U.S. President Donald Trump called China’s President Xi Jinping a great leader and a friend as they kicked off two days of talks on Thursday set to cover their fragile trade truce and the Iran war.
“Beijing is adopting a wait-and-see mode, given the ‘better than expected’ first-quarter (economic) growth … Beijing’s focus for the summit is not on deliverables but on optics, aiming to project stability and predictability to both international and domestic audiences,” said Larry Hu, chief China economist at Macquarie.
The Chinese currency, traded both onshore and offshore, touched its strongest levels in more than three years after the central bank lifted its official guidance rate.
The People’s Bank of China (PBOC) set the midpoint rate at 6.8401 per dollar, its strongest since March 24, 2023. However, the official fixing was 513 pips weaker than a Reuters’ estimate of 6.7888, the largest deviation since March 2.
The central bank has been setting weaker-than-expected midpoints since November, a move that market participants believed was to prevent excess yuan gains and maintain currency stability.
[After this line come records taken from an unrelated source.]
//! # TUI Adapter
//!
//! The terminal-specific layer. Polls keys, redraws the digits, and turns
//! both into `core::Action` values fed through `core::action::update()`.
//!
//! This is the only module that knows about ratatui and crossterm.
//!
//! ## Loop
//!
//! ```text
//! render(initial)
//! loop {
//!     sleep(TICK)                  // fixed, never shortened by key presses
//!     poll one key                 // raw mode only for this call
//!     update(key action)           // pause / resume / quit
//!     update(Tick(now))            // redraw only when the second changes
//! }
//! ```
//!
//! The screen stays on the main terminal buffer; each redraw clears it first,
//! so the digits update in place instead of scrolling.

pub mod banner;
pub mod event;
pub mod figfont;
pub mod ui;

use std::io::{self, Stdout};
use std::time::Duration;

use log::{debug, warn};
use ratatui::Terminal;
use ratatui::backend::CrosstermBackend;

use crate::core::action::{Action, Effect, update};
use crate::core::clock::Clock;
use crate::core::state::{Countdown, Outcome};
use crate::tui::banner::TextRenderer;
use crate::tui::event::KeySource;

/// One iteration of the polling loop.
pub const TICK: Duration = Duration::from_millis(100);

/// Where the countdown is shown.
pub trait Screen {
    /// Clears and redraws with `total_seconds` remaining.
    fn render(&mut self, total_seconds: u64) -> io::Result<()>;

    /// Adds the pause prompt under the current digits.
    fn show_paused(&mut self) -> io::Result<()>;
}

/// Draws on the real terminal through ratatui.
pub struct TerminalScreen {
    terminal: Terminal<CrosstermBackend<Stdout>>,
    renderer: Box<dyn TextRenderer>,
    banner: String,
}

impl TerminalScreen {
    pub fn new(renderer: Box<dyn TextRenderer>) -> io::Result<Self> {
        let terminal = Terminal::new(CrosstermBackend::new(io::stdout()))?;
        debug!("Terminal screen ready, text renderer: {}", renderer.name());
        Ok(Self {
            terminal,
            renderer,
            banner: String::new(),
        })
    }

    fn draw(&mut self, prompt: Option<&str>) -> io::Result<()> {
        let banner = &self.banner;
        self.terminal.draw(|frame| {
            ui::draw_countdown(frame, banner, prompt);
        })?;
        Ok(())
    }
}

impl Screen for TerminalScreen {
    fn render(&mut self, total_seconds: u64) -> io::Result<()> {
        self.banner = self.renderer.render(&ui::format_hms(total_seconds));
        self.terminal.clear()?;
        self.draw(None)
    }

    fn show_paused(&mut self) -> io::Result<()> {
        self.draw(Some(ui::PAUSE_PROMPT))
    }
}

/// Runs the countdown until it completes or the user quits.
///
/// Renders the initial value first. A failing key source is treated as "no
/// key pressed" so the countdown keeps going on a degraded terminal.
pub fn run<K, S, C>(
    countdown: &mut Countdown,
    keys: &mut K,
    screen: &mut S,
    clock: &C,
) -> io::Result<Outcome>
where
    K: KeySource + ?Sized,
    S: Screen + ?Sized,
    C: Clock + ?Sized,
{
    screen.render(countdown.last_rendered())?;
    let mut poll_failed = false;

    loop {
        clock.sleep(TICK);

        let command = match keys.poll() {
            Ok(command) => command,
            Err(e) => {
                if !poll_failed {
                    warn!("Key polling unavailable, continuing without keys: {}", e);
                    poll_failed = true;
                }
                None
            }
        };
        let now = clock.now();

        if let Some(command) = command {
            let effect = update(countdown, Action::from_command(command, now));
            if let Some(outcome) = apply(effect, screen)? {
                return Ok(outcome);
            }
        }

        let effect = update(countdown, Action::Tick(now));
        if let Some(outcome) = apply(effect, screen)? {
            return Ok(outcome);
        }
    }
}

fn apply<S: Screen + ?Sized>(effect: Effect, screen: &mut S) -> io::Result<Option<Outcome>> {
    match effect {
        Effect::None => Ok(None),
        Effect::Redraw(seconds) => {
            screen.render(seconds)?;
            Ok(None)
        }
        Effect::ShowPaused => {
            screen.show_paused()?;
            Ok(None)
        }
        Effect::Finish(Outcome::Completed) => {
            screen.render(0)?;
            Ok(Some(Outcome::Completed))
        }
        Effect::Finish(Outcome::Aborted) => Ok(Some(Outcome::Aborted)),
    }
}

#[cfg(test)]
mod tests {
    use super::*;
    use crate::core::action::Command;
    use crate::test_support::{FakeClock, RecordingScreen, ScriptedKeys, Shown};

    fn start(clock: &FakeClock, seconds: i64) -> Countdown {
        Countdown::start(clock.now(), seconds, None)
    }

    #[test]
    fn test_run_counts_down_to_zero() {
        let clock = FakeClock::new();
        let mut countdown = start(&clock, 3);
        let mut keys = ScriptedKeys::default();
        let mut screen = RecordingScreen::default();

        let outcome = run(&mut countdown, &mut keys, &mut screen, &clock).unwrap();

        assert_eq!(outcome, Outcome::Completed);
        assert_eq!(
            screen.shown,
            vec![Shown::Seconds(3), Shown::Seconds(2), Shown::Seconds(1), Shown::Seconds(0)]
        );
        assert_eq!(clock.elapsed(), Duration::from_secs(3));
    }

    #[test]
    fn test_run_zero_duration_renders_zero_and_stops() {
        let clock = FakeClock::new();
        let mut countdown = start(&clock, 0);
        let mut keys = ScriptedKeys::default();
        let mut screen = RecordingScreen::default();

        let outcome = run(&mut countdown, &mut keys, &mut screen, &clock).unwrap();

        assert_eq!(outcome, Outcome::Completed);
        assert_eq!(screen.shown, vec![Shown::Seconds(0), Shown::Seconds(0)]);
        assert_eq!(clock.elapsed(), TICK);
    }

    #[test]
    fn test_run_no_consecutive_duplicate_redraws() {
        let clock = FakeClock::new();
        let mut countdown = start(&clock, 75);
        let mut keys = ScriptedKeys::default();
        let mut screen = RecordingScreen::default();

        run(&mut countdown, &mut keys, &mut screen, &clock).unwrap();

        let seconds: Vec<u64> = screen.seconds();
        assert_eq!(seconds.len(), 76);
        assert!(seconds.windows(2).all(|w| w[0] == w[1] + 1));
    }

    #[test]
    fn test_run_pause_does_not_consume_time() {
        let clock = FakeClock::new();
        let mut countdown = start(&clock, 2);
        // Pause on tick 5, resume on tick 305 (30 seconds later).
        let mut keys = ScriptedKeys::new([(5, Command::Pause), (305, Command::Resume)]);
        let mut screen = RecordingScreen::default();

        let outcome = run(&mut countdown, &mut keys, &mut screen, &clock).unwrap();

        assert_eq!(outcome, Outcome::Completed);
        assert_eq!(
            screen.shown,
            vec![
                Shown::Seconds(2),
                Shown::Paused,
                Shown::Seconds(1),
                Shown::Seconds(0)
            ]
        );
        assert_eq!(clock.elapsed(), Duration::from_millis(32_000));
    }

    #[test]
    fn test_run_ignores_other_keys_while_paused() {
        let clock = FakeClock::new();
        let mut countdown = start(&clock, 1);
        let mut keys = ScriptedKeys::new([
            (1, Command::Pause),
            (2, Command::Pause),
            (50, Command::Resume),
        ]);
        let mut screen = RecordingScreen::default();

        run(&mut countdown, &mut keys, &mut screen, &clock).unwrap();

        assert_eq!(
            screen.shown,
            vec![Shown::Seconds(1), Shown::Paused, Shown::Seconds(0)]
        );
        // 1 tick running, 49 paused, 9 more running before the deadline.
        assert_eq!(clock.elapsed(), Duration::from_millis(5_900));
    }

    #[test]
    fn test_run_quit_while_running() {
        let clock = FakeClock::new();
        let mut countdown = start(&clock, 60);
        let mut keys = ScriptedKeys::new([(3, Command::Quit)]);
        let mut screen = RecordingScreen::default();

        let outcome = run(&mut countdown, &mut keys, &mut screen, &clock).unwrap();

        assert_eq!(outcome, Outcome::Aborted);
        assert_eq!(screen.shown, vec![Shown::Seconds(60)]);
    }

    #[test]
    fn test_run_quit_while_paused() {
        let clock = FakeClock::new();
        let mut countdown = start(&clock, 60);
        let mut keys = ScriptedKeys::new([(3, Command::Pause), (40, Command::Quit)]);
        let mut screen = RecordingScreen::default();

        let outcome = run(&mut countdown, &mut keys, &mut screen, &clock).unwrap();

        assert_eq!(outcome, Outcome::Aborted);
        assert_eq!(screen.shown, vec![Shown::Seconds(60), Shown::Paused]);
    }

    #[test]
    fn test_run_survives_failing_key_source() {
        let clock = FakeClock::new();
        let mut countdown = start(&clock, 1);
        let mut keys = ScriptedKeys::failing();
        let mut screen = RecordingScreen::default();

        let outcome = run(&mut countdown, &mut keys, &mut screen, &clock).unwrap();

        assert_eq!(outcome, Outcome::Completed);
        assert_eq!(screen.seconds(), vec![1, 0]);
        assert_eq!(keys.polls, 10);
    }
}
The onshore yuan last fetched 6.7862 per dollar as of midday, while its offshore counterpart traded at 6.7852.
The currency has been grinding higher this year, thanks largely to China’s robust exports and massive trade surplus. It has gained about 3% against the dollar and is up 2.15% versus its major trading partners year-to-date.
However, in equity markets, the benchmark Shanghai Composite index slid 1.02% by the midday break, while the blue-chip CSI300 Index lost 1.3%.
“Market expectations are low,” said Ritesh Ganeriwal, group head of investments & advisory at digital investment platform Syfe.
“Investors aren’t positioned for a positive surprise – meaning even a modest outcome could boost sentiment. The next major U.S.-China trade event isn’t until November, when existing rare earth and tariff curbs pause. A constructive meeting could create a window of stability for the next six months.”
Investors largely expect Trump and Xi to keep trade tensions on the backburner during their talks and say they are focused on the booming AI sector.
Richard Pan, fund manager at China Asset Management Co, said that capital markets are becoming less and less sensitive to news around Sino-U.S. trade talks, focusing instead on rapid technology advancement.
“The development of the trade war shows that China and the U.S. cannot afford to enter a real big conflict,” he said.
“The competition between China and the U.S. in AI big models will stimulate each other and eventually improve AI capabilities for both.”
Pan added that China’s growing economic resilience has also shielded its markets from volatility in Sino-U.S. ties.
The U.S. and China are expected to inch toward a managed trade mechanism for non-sensitive goods this week, with each side possibly identifying some $30 billion worth of goods on which they could reduce tariffs and sell to each other without crossing national security red lines.
Separately, China has renewed export licences for hundreds of U.S. beef processing plants, customs data showed on Thursday.